Transparency is an obligation, not a choice

Is the government bound to pay hefty penalties? Should it renege on its contractual obligations? If so, isn’t the government also obliged to inform the general public of the possible risks involved in pursuing either option? 

Cartoon by Mikiel Galea
Cartoon by Mikiel Galea

In the unfolding debate about the Vitals hospitals contract – now with Steward Global healthcare – we seem to have lost sight of one of the fundamental principles at stake in this – and indeed any – issue.

In our Parliamentary system, Government is there to represent the interests of the tax-payer: not its own partisan interests, and still less the interests of the entities with which it does business. For this reason, it owes an account of itself to the people, first and foremost.

Throughout the Vitals debate, this fundamental principle has been ignored. Government has chosen to reveal only select excerpts of the contract, with parts censored or blacked out, citing commercial sensitivity as justification.

Under normal circumstances the pretext may even be considered acceptable; but under the present circumstances, it is imperative that the contract is published in full.

Already there are indications that terms and conditions were not met by the original contractor, which sold its concession to third parties (only to unsuccessfully try to backtrack on the sale). The Medical Association of Malta insists that the deal be scrapped, and has already issued strike directives to its members to that effect: a measure it now threatens to repeat, if its demands are not met.

Government, on its part, is standing its ground: raising questions about the possible consequences of withdrawing from this deal, in a contract we have not so far seen.

At this point, we can no longer fall back on traditional excuses. As long as the relevant details – the penalty clauses in case of governmental default, for instance – remain hidden from view, the taxpayer cannot be confident that his/her money is being judiciously spent in a transaction which has already raised so many questions and suspicions. In fact, without seeing the contract it is impossible to even judge whether MAM is being reasonable or excessive in its actions.

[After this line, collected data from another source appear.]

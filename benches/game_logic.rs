use criterion::{black_box, criterion_group, criterion_main, Criterion};
use stackfall::core::board::{lock_piece, Board, Cell};
use stackfall::core::collision::can_place;
use stackfall::core::pieces::{get_shape, try_rotate, ActivePiece, Position};
use stackfall::core::rng::RandomState;
use stackfall::core::{GameSession, SessionConfig};
use stackfall::types::{PieceKind, RotateDirection, Rotation};

fn bench_tick(c: &mut Criterion) {
    let mut session = GameSession::new(SessionConfig::with_seed("bench")).unwrap();
    session.start();

    c.bench_function("session_tick_16ms", |b| {
        b.iter(|| {
            if session.state().active.is_none() {
                session.restart();
            }
            session.tick(black_box(16));
        })
    });
}

fn bench_line_clear(c: &mut Criterion) {
    // Bottom 4 rows full except the right column
    let mut board = Board::new(40, 20);
    for row in 36..40 {
        for col in 0..19 {
            board.set(row, col, Cell::filled(PieceKind::I));
        }
    }
    let shape = get_shape(PieceKind::I, Rotation::East);

    c.bench_function("clear_4_lines", |b| {
        b.iter(|| lock_piece(black_box(&board), shape, Position::new(36, 19), PieceKind::I))
    });
}

fn bench_try_rotate(c: &mut Criterion) {
    let board = Board::new(40, 20);
    let piece = ActivePiece::spawn(PieceKind::T, 20);

    c.bench_function("try_rotate", |b| {
        b.iter(|| {
            try_rotate(black_box(&piece), RotateDirection::Clockwise, |shape, position| {
                can_place(&board, shape, position)
            })
        })
    });
}

fn bench_draws(c: &mut Criterion) {
    let rng = RandomState::new("bench");

    c.bench_function("draw_70_pieces", |b| b.iter(|| black_box(&rng).draw_many(70)));
}

criterion_group!(benches, bench_tick, bench_line_clear, bench_try_rotate, bench_draws);
criterion_main!(benches);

Is the government bound to pay hefty penalties? Should it renege on its contractual obligations? If so, isn’t the government also obliged to inform the general public of the possible risks involved in pursuing either option? What, in a nutshell, is binding Chris Fearne’s and government’s hands?

Matters are compounded by the fact that government seems to also wilfully misconstrue its obligations at law. Fearne has hinted that the government could show the contract to select members of MAM, to reassure them of conditions. But that is nowhere near acceptable, since even those members would then be bound by the same non-disclosure agreement as the rest, and would not be able to pass on the information to the public.

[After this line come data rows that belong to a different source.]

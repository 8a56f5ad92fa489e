//! # Application State
//!
//! Core navigation state for Paneboard. Domain logic only, no TUI types.
//! Presentation (geometry, cells, colors) lives in the `tui` module.
//!
//! ```text
//! App
//! ├── nav_items: Arc<[NavigationItem]>   // sidebar labels (fixed)
//! ├── feed_entries: Arc<[FeedEntry]>     // feed posts (fixed)
//! ├── nav_cursor: usize                  // selected sidebar row
//! ├── feed_cursor: usize                 // selected feed row
//! ├── active_pane: Pane                  // which list receives movement
//! ├── viewport_width: u16                // 0 = not yet known
//! └── viewport_height: u16               // 0 = not yet known
//! ```
//!
//! `App` is a snapshot. State changes only happen through
//! `update(&state, action)` in action.rs, which returns a new snapshot.
//! The sequences sit behind `Arc` so cloning a snapshot is cheap.

use crate::core::feed::{Feed, FeedEntry, NavigationItem};
use std::sync::Arc;

/// The two focusable panes. The preview pane is never focused.
#[derive(Debug, Clone, Copy, Default, PartialEq, Eq)]
pub enum Pane {
    #[default]
    Navigation,
    Feed,
}

impl Pane {
    pub fn toggled(self) -> Self {
        match self {
            Pane::Navigation => Pane::Feed,
            Pane::Feed => Pane::Navigation,
        }
    }
}

#[derive(Debug, Clone, PartialEq)]
pub struct App {
    pub nav_items: Arc<[NavigationItem]>,
    pub feed_entries: Arc<[FeedEntry]>,
    pub nav_cursor: usize,
    pub feed_cursor: usize,
    pub active_pane: Pane,
    pub viewport_width: u16,
    pub viewport_height: u16,
}

impl App {
    pub fn new(feed: Feed) -> Self {
        Self {
            nav_items: feed.nav.into(),
            feed_entries: feed.entries.into(),
            nav_cursor: 0,
            feed_cursor: 0,
            active_pane: Pane::default(),
            viewport_width: 0,
            viewport_height: 0,
        }
    }

    /// True until the first non-zero resize arrives.
    pub fn viewport_unknown(&self) -> bool {
        self.viewport_width == 0 || self.viewport_height == 0
    }

    /// The entry under the feed cursor, if the feed is non-empty.
    pub fn selected_entry(&self) -> Option<&FeedEntry> {
        self.feed_entries.get(self.feed_cursor)
    }

    pub fn cursor(&self, pane: Pane) -> usize {
        match pane {
            Pane::Navigation => self.nav_cursor,
            Pane::Feed => self.feed_cursor,
        }
    }

    pub fn len(&self, pane: Pane) -> usize {
        match pane {
            Pane::Navigation => self.nav_items.len(),
            Pane::Feed => self.feed_entries.len(),
        }
    }

    /// Pull both cursors back into `[0, len - 1]` (or 0 for an empty list).
    pub fn clamped(mut self) -> Self {
        self.nav_cursor = clamp_cursor(self.nav_cursor, self.nav_items.len());
        self.feed_cursor = clamp_cursor(self.feed_cursor, self.feed_entries.len());
        self
    }

    pub(crate) fn with_cursor(mut self, pane: Pane, cursor: usize) -> Self {
        match pane {
            Pane::Navigation => self.nav_cursor = cursor,
            Pane::Feed => self.feed_cursor = cursor,
        }
        self
    }
}

fn clamp_cursor(cursor: usize, len: usize) -> usize {
    cursor.min(len.saturating_sub(1))
}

Besides, Fearne seems to forget that he is negotiating on behalf of the Maltese taxpayer, not the Medical Association of Malta. He needs to reassure the people as a whole, not just one trade union.

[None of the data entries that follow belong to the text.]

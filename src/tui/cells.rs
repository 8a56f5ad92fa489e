//! Clipping and padding of styled text to an exact grid of terminal cells.
//!
//! Everything the frame composer stitches together comes through here, so
//! the output of [`render_block`] is always rectangular: exactly `height`
//! lines, each exactly `width` display cells wide.
//!
//! Width is measured per grapheme cluster in display cells, not per char.
//! `"日本"` is two chars but four cells, and `"❤\u{FE0F}"` is two chars
//! forming one two-cell glyph. The measuring function is passed in as a
//! [`DisplayWidth`] so tests (or a terminal with different ambiguous-width
//! rules) can swap it out.

use ratatui::text::{Line, Span};
use unicode_segmentation::UnicodeSegmentation;
use unicode_width::UnicodeWidthStr;

/// Measures how many terminal cells a grapheme cluster occupies.
pub trait DisplayWidth {
    /// Cell width of one grapheme cluster, or `None` for control characters.
    fn grapheme_width(&self, grapheme: &str) -> Option<usize>;

    fn str_width(&self, s: &str) -> usize {
        s.graphemes(true)
            .filter_map(|g| self.grapheme_width(g))
            .sum()
    }
}

/// Standard Unicode East Asian Width rules, via `unicode-width`.
#[derive(Debug, Clone, Copy, Default)]
pub struct UnicodeCells;

impl DisplayWidth for UnicodeCells {
    fn grapheme_width(&self, grapheme: &str) -> Option<usize> {
        if grapheme.chars().next().is_some_and(char::is_control) {
            return None;
        }
        Some(grapheme.width())
    }
}

/// A line of `width` spaces.
pub fn blank_line(width: usize) -> Line<'static> {
    Line::from(" ".repeat(width))
}

/// Clip or pad one styled line to exactly `width` cells.
///
/// Span styles survive. Control characters are dropped. A wide grapheme
/// that would straddle the right edge is dropped too and its cell padded
/// with a space, so a glyph is never split.
pub fn fit_line<W: DisplayWidth + ?Sized>(line: &Line<'_>, width: usize, cells: &W) -> Line<'static> {
    let width = width.max(1);
    let mut used = 0;
    let mut spans = Vec::with_capacity(line.spans.len() + 1);

    'spans: for span in &line.spans {
        let mut content = String::with_capacity(span.content.len());
        let mut full = false;
        for grapheme in span.content.graphemes(true) {
            let Some(w) = cells.grapheme_width(grapheme) else {
                continue;
            };
            if used + w > width {
                full = true;
                break;
            }
            used += w;
            content.push_str(grapheme);
        }
        if !content.is_empty() {
            spans.push(Span::styled(content, span.style));
        }
        if full {
            break 'spans;
        }
    }

    if used < width {
        spans.push(Span::raw(" ".repeat(width - used)));
    }

    Line::from(spans).style(line.style)
}

/// Render `content` into exactly `height` lines of exactly `width` cells.
///
/// Missing lines become blank, extra lines are dropped. Zero sizes are
/// bumped to 1 so the result is never empty.
pub fn render_block<W: DisplayWidth + ?Sized>(
    content: &[Line<'_>],
    width: usize,
    height: usize,
    cells: &W,
) -> Vec<Line<'static>> {
    let width = width.max(1);
    let height = height.max(1);

    (0..height)
        .map(|i| match content.get(i) {
            Some(line) => fit_line(line, width, cells),
            None => blank_line(width),
        })
        .collect()
}

/// First row to show so that rows `[focus_start, focus_start + focus_len)`
/// fit inside a window of `height` rows over `total` rows.
///
/// A focus block taller than the window is pinned to its first row.
pub fn scroll_offset(total: usize, focus_start: usize, focus_len: usize, height: usize) -> usize {
    if total <= height {
        return 0;
    }
    let max_offset = total - height;
    (focus_start + focus_len)
        .saturating_sub(height)
        .min(focus_start)
        .min(max_offset)
}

Moreover, there is a strong case to be made that it is in his own, and his government’s, interest to do so. Unless the contract is published in full, we will not be able to judge Fearne’s position and behaviour accurately, either. If the consequences do indeed include hefty fines, then for all intents and purposes Fearne may actually be doing the right thing, in defending the contract at all costs even at the risks of strikes. Perhaps it is because he cannot take any other position.

At this stage, all the public is seeing is a defiant Fearne willing to risk more industrial action and unrest, so as not to be seen giving an inch of ground to the political opposition. There may well be partisan reasons for such posturing: undeniably such tactics are appreciated by the party grassroots on both sides.

But it must also be remembered that while Fearne may currently be fathering the orphan that is the ‘Vitals deal’, it was not his baby to start with. By the same token, he might actually be taking the flak for Konrad Mizzi, who was the minister who negotiated the contract in the first place... and who has to date remained silent on the matter.

Given the existing suspicions that Mizzi may have a ‘hold’ on his government – suspicions that were raised by the Panama Papers, and extended by the (unconfirmed) Egrant allegations – this otherwise unrelated dimension may help to further explain government’s evident reluctance to publish this contract once and for all. But if so, that would be a case of the party in government placing its own interest ahead of the taxpayer. That would be unacceptable by any standard.

Ultimately, however, government should publish the contract in the interest of transparency and accountability. These are not empty by-words or catchphrases; they are both explicit promises made by the Labour Party before assuming the reins of government in 2013.

They are also legal and political principles binding any government in its public transactions. This would be true of any contract for any amount of taxpayer’s money; all the more should it be true of a contract which sells so much of our national healthcare infrastructure, for (apparently) so little gain.

Apparently, let it be stressed... for that is something else we won’t know until the contract is published.